TASK INSTRUCTIONS:
Set down the lines of the data exactly, starting at the first and stopping after the line containing "Set the description.".

EXERCISE INPUTS:
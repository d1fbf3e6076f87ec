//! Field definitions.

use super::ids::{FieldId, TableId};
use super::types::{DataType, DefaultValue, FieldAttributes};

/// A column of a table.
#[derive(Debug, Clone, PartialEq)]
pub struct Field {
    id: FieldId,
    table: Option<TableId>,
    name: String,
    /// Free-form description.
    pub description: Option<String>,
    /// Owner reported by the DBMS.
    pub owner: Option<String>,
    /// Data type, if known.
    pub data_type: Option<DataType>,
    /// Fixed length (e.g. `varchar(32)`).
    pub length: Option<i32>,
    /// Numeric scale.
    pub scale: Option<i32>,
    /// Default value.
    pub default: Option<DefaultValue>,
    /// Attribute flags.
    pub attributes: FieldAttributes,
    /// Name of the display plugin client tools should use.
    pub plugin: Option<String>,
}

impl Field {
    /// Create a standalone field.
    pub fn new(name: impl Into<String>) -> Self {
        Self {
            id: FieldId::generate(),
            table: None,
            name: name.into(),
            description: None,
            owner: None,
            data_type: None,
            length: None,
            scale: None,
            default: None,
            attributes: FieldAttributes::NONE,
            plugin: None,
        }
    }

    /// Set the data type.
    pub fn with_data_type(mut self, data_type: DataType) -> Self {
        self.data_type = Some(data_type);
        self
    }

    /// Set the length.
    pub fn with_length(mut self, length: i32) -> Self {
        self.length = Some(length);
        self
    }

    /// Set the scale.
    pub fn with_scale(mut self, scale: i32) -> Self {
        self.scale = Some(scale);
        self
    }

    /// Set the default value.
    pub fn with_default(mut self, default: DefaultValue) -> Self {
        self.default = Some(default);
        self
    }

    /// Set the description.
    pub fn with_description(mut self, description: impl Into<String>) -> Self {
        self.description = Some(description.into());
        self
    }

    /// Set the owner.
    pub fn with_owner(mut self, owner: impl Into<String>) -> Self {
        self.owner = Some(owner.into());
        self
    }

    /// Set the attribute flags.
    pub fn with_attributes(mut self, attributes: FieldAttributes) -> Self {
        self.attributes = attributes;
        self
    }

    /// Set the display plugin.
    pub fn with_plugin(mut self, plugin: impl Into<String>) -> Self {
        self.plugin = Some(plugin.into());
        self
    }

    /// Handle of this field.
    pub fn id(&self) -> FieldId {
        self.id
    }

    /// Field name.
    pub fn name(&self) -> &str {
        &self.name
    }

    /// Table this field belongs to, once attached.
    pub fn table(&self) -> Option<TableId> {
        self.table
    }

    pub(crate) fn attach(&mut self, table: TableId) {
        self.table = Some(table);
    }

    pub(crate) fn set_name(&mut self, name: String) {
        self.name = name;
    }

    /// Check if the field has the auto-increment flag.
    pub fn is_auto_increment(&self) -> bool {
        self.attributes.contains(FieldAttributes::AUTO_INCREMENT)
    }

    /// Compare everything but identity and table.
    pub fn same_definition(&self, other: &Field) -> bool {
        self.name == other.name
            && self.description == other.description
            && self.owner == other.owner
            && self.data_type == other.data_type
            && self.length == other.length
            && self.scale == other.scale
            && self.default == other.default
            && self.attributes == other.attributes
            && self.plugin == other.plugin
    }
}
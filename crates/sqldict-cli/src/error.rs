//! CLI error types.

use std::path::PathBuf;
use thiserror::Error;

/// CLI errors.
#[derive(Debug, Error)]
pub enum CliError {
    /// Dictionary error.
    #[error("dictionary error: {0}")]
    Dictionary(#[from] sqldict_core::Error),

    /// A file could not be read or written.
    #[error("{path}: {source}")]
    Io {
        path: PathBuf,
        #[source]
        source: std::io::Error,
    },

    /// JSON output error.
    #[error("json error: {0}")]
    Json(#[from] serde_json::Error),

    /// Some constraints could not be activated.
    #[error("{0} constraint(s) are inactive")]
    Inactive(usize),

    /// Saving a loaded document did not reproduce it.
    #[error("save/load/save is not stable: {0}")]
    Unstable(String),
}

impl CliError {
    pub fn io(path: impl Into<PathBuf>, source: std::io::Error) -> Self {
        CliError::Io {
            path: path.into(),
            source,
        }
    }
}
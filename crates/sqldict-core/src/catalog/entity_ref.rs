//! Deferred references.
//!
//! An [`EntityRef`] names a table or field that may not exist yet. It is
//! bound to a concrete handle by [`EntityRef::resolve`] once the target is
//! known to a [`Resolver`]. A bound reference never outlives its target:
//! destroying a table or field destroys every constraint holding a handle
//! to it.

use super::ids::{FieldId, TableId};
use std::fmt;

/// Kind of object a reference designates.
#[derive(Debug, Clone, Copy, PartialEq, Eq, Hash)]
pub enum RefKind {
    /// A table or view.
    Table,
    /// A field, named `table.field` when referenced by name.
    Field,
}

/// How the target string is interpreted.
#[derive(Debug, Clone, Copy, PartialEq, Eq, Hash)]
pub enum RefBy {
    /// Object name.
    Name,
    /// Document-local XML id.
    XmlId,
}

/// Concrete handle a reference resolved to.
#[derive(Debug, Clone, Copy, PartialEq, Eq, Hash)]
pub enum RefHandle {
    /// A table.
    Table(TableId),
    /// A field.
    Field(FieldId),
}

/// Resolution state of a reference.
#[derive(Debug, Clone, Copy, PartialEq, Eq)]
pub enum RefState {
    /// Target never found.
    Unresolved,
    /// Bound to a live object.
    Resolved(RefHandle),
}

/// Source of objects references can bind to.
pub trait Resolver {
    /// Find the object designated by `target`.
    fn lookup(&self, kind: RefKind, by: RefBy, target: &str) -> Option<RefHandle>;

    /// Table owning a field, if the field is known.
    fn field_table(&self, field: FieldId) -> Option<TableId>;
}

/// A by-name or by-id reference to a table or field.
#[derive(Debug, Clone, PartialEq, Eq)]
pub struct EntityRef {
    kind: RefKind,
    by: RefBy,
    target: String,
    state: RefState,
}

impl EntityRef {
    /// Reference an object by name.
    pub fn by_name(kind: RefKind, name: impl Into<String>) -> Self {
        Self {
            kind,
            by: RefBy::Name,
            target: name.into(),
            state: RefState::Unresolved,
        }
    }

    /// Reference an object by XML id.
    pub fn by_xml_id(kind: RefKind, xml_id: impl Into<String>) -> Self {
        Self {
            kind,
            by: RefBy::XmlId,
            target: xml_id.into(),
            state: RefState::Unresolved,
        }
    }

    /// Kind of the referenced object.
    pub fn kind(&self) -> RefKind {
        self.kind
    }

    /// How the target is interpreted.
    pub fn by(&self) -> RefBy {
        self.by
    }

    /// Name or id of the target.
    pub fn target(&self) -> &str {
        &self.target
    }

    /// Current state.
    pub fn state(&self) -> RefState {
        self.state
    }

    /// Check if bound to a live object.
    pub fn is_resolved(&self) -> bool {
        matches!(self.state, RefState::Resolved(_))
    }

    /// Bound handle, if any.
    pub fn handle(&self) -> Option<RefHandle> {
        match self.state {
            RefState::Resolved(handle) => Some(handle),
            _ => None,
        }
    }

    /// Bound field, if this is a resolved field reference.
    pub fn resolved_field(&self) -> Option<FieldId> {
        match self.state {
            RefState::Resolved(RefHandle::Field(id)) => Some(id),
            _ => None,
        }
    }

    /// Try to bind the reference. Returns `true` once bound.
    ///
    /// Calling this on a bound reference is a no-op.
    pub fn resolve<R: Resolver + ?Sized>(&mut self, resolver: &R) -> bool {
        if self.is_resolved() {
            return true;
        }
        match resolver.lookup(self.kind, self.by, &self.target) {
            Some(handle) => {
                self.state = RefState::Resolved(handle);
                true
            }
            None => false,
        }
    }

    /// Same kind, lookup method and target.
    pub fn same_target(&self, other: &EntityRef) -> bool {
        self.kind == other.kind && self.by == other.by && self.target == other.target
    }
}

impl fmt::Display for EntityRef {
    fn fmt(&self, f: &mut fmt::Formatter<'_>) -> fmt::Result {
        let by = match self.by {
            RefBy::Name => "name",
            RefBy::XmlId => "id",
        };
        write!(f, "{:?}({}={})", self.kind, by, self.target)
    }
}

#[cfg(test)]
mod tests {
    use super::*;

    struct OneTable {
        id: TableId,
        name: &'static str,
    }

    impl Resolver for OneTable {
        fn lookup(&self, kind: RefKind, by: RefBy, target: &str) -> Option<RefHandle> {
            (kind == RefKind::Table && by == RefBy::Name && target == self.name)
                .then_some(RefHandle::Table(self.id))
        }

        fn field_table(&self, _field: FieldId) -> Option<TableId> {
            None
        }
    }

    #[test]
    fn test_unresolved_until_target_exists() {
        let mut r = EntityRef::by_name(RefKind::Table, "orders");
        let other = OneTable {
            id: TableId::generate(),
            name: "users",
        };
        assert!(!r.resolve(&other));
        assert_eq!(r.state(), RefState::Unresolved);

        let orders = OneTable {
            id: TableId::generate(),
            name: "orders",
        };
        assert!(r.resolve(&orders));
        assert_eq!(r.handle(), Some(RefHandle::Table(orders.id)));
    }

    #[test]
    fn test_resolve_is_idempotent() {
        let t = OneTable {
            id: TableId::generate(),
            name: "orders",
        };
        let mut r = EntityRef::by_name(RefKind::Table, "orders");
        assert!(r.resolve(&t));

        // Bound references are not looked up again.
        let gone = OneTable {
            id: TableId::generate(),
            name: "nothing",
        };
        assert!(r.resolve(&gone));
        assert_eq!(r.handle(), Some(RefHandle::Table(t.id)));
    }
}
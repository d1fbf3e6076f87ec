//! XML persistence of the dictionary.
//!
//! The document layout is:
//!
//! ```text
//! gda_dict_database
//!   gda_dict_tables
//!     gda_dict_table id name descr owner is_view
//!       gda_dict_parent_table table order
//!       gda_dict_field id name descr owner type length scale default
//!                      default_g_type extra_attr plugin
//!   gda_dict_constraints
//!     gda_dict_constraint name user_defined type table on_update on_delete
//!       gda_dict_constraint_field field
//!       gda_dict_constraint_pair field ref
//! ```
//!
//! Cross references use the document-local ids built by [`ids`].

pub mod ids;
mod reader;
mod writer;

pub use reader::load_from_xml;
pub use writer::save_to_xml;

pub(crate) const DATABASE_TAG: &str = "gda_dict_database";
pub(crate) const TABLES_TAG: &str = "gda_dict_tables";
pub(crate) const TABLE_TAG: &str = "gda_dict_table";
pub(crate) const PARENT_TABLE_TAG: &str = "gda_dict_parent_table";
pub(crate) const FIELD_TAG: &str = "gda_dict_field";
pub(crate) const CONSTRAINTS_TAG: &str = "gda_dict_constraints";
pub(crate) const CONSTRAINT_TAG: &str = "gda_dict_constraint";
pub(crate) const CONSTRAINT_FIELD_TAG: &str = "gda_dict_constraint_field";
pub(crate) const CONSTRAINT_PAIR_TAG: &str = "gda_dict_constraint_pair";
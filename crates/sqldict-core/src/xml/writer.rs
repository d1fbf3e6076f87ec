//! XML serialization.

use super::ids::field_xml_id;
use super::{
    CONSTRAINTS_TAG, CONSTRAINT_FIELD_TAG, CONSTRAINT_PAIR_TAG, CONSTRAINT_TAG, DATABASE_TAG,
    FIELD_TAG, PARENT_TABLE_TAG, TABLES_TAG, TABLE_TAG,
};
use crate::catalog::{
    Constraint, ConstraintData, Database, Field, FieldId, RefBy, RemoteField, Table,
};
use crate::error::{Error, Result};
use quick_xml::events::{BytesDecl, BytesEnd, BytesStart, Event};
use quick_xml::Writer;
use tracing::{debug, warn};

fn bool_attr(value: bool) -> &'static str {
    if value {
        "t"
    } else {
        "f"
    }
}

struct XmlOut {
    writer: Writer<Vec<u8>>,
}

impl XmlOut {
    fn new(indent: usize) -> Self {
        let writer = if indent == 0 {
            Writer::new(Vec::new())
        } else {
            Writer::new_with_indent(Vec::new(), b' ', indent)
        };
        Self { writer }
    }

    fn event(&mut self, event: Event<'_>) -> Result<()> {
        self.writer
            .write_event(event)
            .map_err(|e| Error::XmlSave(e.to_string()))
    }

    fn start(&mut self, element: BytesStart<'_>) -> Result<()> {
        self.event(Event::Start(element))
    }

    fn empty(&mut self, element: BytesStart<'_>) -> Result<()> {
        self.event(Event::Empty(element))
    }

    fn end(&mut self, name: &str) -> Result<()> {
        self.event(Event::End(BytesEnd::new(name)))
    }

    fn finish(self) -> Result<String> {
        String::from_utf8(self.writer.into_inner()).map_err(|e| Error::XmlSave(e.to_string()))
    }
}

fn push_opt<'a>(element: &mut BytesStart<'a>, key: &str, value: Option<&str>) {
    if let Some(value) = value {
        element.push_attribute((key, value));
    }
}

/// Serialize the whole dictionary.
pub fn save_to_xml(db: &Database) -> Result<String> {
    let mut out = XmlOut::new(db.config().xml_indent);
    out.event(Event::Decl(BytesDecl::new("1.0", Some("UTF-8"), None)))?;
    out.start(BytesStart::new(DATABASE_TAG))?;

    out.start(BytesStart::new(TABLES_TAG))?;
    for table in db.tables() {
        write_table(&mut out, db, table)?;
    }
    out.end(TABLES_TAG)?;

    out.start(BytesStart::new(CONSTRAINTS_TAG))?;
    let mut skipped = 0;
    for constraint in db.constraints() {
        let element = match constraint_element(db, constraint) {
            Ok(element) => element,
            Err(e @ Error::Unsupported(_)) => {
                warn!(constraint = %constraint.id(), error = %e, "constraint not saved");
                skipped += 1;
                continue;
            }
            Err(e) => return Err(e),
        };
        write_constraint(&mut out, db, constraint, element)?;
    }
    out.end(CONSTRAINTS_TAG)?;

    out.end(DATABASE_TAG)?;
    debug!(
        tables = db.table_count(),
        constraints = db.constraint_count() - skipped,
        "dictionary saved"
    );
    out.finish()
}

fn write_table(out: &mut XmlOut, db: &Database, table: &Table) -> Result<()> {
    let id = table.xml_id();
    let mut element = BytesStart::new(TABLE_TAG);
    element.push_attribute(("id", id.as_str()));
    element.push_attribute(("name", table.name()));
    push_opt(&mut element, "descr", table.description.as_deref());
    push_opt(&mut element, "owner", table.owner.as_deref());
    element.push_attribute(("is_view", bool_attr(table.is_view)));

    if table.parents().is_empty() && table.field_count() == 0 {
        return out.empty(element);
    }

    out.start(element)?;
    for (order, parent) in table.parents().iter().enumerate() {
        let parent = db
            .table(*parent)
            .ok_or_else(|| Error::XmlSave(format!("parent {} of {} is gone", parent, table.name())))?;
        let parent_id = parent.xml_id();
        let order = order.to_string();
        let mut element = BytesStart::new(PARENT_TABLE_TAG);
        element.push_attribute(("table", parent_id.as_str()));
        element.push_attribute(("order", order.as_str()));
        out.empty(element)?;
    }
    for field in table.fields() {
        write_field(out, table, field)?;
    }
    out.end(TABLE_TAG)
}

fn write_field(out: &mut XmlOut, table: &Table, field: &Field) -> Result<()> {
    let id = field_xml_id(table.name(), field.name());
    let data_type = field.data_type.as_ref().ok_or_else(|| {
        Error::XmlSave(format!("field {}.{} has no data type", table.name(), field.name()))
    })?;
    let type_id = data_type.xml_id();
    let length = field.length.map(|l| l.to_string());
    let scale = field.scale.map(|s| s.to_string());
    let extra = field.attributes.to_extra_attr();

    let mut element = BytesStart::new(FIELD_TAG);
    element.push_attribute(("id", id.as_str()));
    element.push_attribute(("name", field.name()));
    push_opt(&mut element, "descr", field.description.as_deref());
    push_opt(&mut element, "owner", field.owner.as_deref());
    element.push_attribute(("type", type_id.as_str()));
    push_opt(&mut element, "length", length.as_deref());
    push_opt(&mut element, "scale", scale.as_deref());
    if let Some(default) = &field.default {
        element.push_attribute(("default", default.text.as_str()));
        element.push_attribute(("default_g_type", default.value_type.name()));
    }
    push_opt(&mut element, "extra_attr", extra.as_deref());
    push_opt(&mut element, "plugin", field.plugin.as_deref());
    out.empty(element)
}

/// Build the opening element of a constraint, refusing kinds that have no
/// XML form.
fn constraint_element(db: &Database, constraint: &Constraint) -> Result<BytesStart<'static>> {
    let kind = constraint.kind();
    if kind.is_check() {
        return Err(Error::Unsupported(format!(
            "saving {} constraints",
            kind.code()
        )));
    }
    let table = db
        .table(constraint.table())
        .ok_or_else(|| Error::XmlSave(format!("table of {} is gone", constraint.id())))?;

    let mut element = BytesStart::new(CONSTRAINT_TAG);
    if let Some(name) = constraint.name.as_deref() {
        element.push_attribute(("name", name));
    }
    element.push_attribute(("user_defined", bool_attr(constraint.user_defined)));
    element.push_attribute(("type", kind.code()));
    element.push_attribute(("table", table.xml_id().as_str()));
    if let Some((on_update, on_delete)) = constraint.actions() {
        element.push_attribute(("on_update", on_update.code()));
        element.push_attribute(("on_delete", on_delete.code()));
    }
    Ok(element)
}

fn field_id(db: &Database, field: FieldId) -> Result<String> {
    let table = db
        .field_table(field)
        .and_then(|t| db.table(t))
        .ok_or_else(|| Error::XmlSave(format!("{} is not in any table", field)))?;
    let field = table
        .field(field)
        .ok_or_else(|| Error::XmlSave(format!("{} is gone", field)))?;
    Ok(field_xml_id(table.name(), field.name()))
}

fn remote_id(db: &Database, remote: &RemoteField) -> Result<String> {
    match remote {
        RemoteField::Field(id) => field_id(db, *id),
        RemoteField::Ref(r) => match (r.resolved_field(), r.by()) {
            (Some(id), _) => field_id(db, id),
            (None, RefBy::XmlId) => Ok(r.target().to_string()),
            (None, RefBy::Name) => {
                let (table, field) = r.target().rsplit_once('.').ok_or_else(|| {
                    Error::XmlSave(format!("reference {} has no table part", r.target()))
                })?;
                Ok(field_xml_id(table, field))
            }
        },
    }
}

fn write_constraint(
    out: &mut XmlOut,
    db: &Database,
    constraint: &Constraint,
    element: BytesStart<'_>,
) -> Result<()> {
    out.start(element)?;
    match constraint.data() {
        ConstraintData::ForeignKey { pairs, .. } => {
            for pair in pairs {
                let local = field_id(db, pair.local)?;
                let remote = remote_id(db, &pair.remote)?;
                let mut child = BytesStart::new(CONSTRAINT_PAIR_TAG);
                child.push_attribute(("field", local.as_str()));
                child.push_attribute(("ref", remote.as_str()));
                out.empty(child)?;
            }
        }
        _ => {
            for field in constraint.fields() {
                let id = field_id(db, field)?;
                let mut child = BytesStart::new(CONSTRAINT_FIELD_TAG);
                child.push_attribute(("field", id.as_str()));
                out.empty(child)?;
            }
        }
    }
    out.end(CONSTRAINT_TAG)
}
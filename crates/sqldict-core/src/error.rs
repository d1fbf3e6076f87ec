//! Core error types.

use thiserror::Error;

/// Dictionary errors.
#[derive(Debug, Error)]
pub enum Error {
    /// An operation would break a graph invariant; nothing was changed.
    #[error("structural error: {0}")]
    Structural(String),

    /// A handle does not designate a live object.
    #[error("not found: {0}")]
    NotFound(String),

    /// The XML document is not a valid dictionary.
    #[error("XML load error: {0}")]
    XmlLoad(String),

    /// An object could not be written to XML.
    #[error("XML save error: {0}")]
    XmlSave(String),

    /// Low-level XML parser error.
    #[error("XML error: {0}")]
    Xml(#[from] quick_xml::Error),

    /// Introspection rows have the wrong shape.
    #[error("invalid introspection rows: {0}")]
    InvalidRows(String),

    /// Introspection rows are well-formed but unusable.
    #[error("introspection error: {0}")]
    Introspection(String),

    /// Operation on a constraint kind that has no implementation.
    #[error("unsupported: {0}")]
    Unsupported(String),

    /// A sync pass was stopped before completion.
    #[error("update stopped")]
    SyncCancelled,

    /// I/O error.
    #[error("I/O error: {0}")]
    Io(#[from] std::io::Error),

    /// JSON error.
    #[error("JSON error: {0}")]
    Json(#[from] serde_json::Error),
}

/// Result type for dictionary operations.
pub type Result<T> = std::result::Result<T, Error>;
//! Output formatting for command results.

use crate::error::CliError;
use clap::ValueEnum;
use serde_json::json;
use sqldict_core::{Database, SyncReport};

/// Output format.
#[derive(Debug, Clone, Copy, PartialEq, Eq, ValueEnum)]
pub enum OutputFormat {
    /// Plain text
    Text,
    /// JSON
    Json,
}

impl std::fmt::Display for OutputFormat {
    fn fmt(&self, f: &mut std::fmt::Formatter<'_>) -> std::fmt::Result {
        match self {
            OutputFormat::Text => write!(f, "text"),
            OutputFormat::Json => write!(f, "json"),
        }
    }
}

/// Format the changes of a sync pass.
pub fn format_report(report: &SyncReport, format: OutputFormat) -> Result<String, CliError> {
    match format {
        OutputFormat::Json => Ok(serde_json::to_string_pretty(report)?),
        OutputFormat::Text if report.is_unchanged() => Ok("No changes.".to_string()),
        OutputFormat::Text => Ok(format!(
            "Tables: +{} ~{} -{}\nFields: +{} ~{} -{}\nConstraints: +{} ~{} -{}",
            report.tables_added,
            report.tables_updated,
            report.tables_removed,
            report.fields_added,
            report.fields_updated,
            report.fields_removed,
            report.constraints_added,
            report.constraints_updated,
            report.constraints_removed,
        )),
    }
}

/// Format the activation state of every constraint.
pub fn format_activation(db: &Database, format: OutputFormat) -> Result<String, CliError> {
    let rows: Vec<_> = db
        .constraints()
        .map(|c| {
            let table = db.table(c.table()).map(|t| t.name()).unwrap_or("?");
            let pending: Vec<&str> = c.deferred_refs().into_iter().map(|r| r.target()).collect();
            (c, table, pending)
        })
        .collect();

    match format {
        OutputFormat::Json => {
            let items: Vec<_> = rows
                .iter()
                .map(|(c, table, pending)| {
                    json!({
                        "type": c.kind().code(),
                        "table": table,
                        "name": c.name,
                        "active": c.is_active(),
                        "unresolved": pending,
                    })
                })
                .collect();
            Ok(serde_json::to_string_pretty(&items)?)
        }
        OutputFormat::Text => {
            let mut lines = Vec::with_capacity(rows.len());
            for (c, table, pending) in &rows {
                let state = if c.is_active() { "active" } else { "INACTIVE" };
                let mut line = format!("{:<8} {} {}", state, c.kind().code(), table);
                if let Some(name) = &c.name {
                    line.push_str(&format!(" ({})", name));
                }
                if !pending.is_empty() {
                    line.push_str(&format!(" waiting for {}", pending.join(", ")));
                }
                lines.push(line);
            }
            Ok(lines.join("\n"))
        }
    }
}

OUTPUT:
repository d1fbf3e6076f87ec
//! Field definitions.

use super::ids::{FieldId, TableId};
use super::types::{DataType, DefaultValue, FieldAttributes};

/// A column of a table.
#[derive(Debug, Clone, PartialEq)]
pub struct Field {
    id: FieldId,
    table: Option<TableId>,
    name: String,
    /// Free-form description.
    pub description: Option<String>,
    /// Owner reported by the DBMS.
    pub owner: Option<String>,
    /// Data type, if known.
    pub data_type: Option<DataType>,
    /// Fixed length (e.g. `varchar(32)`).
    pub length: Option<i32>,
    /// Numeric scale.
    pub scale: Option<i32>,
    /// Default value.
    pub default: Option<DefaultValue>,
    /// Attribute flags.
    pub attributes: FieldAttributes,
    /// Name of the display plugin client tools should use.
    pub plugin: Option<String>,
}

impl Field {
    /// Create a standalone field.
    pub fn new(name: impl Into<String>) -> Self {
        Self {
            id: FieldId::generate(),
            table: None,
            name: name.into(),
            description: None,
            owner: None,
            data_type: None,
            length: None,
            scale: None,
            default: None,
            attributes: FieldAttributes::NONE,
            plugin: None,
        }
    }

    /// Set the data type.
    pub fn with_data_type(mut self, data_type: DataType) -> Self {
        self.data_type = Some(data_type);
        self
    }

    /// Set the length.
    pub fn with_length(mut self, length: i32) -> Self {
        self.length = Some(length);
        self
    }

    /// Set the scale.
    pub fn with_scale(mut self, scale: i32) -> Self {
        self.scale = Some(scale);
        self
    }

    /// Set the default value.
    pub fn with_default(mut self, default: DefaultValue) -> Self {
        self.default = Some(default);
        self
    }

    /// Set the description.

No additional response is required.